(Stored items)
/---

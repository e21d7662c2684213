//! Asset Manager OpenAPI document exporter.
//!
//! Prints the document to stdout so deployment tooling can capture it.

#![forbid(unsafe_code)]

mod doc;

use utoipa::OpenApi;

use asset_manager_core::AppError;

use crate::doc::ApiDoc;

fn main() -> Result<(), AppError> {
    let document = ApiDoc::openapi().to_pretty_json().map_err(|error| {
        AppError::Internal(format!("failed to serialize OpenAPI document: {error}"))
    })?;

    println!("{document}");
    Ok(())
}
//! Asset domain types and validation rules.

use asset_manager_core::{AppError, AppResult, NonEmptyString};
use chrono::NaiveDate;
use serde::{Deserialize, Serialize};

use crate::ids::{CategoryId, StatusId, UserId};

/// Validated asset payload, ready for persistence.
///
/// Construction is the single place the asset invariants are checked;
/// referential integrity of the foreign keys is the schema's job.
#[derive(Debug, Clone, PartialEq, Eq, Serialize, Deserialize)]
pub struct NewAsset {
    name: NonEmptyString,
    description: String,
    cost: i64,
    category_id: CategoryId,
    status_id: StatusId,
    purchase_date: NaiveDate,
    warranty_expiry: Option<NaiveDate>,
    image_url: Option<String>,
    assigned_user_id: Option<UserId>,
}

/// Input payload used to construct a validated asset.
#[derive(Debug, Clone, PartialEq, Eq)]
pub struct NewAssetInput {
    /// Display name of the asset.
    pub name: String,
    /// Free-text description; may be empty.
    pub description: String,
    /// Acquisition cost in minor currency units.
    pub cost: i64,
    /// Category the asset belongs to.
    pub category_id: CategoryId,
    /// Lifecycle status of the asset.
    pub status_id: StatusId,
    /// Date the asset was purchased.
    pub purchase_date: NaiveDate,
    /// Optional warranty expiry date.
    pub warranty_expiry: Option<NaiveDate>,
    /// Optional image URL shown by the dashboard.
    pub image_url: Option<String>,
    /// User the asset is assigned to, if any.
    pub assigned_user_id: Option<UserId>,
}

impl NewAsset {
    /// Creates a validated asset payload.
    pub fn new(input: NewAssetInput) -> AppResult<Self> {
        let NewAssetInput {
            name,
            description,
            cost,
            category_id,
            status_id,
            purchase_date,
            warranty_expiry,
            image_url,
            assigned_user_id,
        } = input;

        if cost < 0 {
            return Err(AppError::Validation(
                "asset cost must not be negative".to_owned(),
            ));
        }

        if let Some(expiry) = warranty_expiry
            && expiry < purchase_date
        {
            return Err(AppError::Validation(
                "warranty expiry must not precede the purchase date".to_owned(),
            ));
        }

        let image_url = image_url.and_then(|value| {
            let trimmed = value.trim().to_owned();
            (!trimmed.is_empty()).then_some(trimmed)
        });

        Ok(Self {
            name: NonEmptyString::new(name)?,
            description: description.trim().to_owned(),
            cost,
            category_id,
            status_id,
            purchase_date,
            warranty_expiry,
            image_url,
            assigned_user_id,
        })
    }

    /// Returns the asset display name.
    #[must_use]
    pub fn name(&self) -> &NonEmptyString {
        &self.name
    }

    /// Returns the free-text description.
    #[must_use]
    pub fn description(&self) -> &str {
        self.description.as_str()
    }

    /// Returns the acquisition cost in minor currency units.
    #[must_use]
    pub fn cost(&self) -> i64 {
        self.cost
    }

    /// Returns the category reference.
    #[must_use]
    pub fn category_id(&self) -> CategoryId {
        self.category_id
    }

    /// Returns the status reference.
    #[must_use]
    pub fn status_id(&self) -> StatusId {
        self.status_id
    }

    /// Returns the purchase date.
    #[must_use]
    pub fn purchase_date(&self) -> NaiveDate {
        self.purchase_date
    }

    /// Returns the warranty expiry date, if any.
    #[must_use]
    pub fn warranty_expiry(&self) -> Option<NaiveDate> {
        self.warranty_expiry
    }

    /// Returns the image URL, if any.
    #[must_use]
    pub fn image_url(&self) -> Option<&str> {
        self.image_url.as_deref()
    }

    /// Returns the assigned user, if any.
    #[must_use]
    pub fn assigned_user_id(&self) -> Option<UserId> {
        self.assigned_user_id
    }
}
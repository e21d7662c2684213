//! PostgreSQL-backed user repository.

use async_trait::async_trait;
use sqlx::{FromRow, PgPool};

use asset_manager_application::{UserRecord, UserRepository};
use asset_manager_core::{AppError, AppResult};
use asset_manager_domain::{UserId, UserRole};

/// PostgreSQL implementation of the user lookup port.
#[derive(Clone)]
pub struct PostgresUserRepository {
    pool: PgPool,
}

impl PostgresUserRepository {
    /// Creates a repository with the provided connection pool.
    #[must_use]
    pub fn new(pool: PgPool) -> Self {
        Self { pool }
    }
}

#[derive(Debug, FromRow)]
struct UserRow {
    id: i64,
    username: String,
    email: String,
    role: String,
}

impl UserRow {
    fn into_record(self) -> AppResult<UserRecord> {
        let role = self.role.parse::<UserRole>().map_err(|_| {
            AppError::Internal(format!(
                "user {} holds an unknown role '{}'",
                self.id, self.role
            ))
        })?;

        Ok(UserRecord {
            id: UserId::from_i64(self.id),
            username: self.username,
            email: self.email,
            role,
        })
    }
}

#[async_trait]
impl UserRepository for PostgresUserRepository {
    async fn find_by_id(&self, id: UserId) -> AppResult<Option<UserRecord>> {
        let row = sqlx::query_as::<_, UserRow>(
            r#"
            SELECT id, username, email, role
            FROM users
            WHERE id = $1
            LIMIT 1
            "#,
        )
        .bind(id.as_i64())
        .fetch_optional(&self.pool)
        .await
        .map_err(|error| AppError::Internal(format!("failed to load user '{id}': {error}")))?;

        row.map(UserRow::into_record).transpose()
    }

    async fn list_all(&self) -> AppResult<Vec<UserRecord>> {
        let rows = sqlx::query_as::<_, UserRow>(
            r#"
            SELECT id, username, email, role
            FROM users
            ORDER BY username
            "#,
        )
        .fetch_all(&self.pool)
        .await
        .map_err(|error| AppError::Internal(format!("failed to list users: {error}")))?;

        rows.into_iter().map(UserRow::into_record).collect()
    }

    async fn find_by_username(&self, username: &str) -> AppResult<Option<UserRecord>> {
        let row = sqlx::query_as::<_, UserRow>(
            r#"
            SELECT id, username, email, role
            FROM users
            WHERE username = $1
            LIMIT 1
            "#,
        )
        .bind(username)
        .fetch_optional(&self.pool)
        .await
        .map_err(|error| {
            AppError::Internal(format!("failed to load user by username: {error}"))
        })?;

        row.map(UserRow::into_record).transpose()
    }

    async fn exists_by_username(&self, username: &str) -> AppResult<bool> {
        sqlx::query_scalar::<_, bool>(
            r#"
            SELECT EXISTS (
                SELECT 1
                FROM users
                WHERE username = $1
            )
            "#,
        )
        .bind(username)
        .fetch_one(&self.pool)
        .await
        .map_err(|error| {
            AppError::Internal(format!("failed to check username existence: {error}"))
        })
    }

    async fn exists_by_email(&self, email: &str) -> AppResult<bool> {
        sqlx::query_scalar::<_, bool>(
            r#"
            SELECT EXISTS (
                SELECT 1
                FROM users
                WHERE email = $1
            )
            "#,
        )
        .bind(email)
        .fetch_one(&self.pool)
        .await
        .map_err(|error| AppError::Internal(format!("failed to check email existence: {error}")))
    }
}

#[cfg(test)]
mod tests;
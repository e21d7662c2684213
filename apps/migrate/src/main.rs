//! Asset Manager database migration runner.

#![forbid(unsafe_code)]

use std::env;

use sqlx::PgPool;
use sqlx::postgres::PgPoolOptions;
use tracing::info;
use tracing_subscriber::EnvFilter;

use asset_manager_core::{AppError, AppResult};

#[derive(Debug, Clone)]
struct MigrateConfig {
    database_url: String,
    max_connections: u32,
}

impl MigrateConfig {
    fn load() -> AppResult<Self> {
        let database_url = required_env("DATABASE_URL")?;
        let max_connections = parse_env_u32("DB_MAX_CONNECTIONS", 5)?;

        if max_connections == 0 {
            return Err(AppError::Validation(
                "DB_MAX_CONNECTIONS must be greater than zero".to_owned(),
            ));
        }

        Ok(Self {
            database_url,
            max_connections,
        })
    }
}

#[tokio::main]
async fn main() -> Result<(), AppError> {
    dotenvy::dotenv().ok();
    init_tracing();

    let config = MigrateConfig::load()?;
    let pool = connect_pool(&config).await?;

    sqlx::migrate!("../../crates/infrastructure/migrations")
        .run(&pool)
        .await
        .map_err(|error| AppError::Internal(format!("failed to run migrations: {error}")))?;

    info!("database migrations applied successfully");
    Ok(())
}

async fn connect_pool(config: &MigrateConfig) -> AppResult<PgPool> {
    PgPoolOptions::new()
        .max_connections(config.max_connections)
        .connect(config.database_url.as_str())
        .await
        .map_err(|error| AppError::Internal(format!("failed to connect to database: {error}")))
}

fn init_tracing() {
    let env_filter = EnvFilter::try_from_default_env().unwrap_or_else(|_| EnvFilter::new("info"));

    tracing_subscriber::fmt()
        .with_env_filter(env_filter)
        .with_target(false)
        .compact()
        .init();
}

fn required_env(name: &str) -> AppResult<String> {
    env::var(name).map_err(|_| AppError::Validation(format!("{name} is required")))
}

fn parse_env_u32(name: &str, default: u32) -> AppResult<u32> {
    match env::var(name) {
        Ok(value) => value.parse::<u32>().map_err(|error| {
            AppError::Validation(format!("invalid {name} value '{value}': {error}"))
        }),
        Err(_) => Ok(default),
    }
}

\---

### What to produce
Your task is to list each line of the records with the word "payload".

### Your solution
/// Validated asset payload, ready for persistence.
/// Input payload used to construct a validated asset.
    /// Creates a validated asset payload.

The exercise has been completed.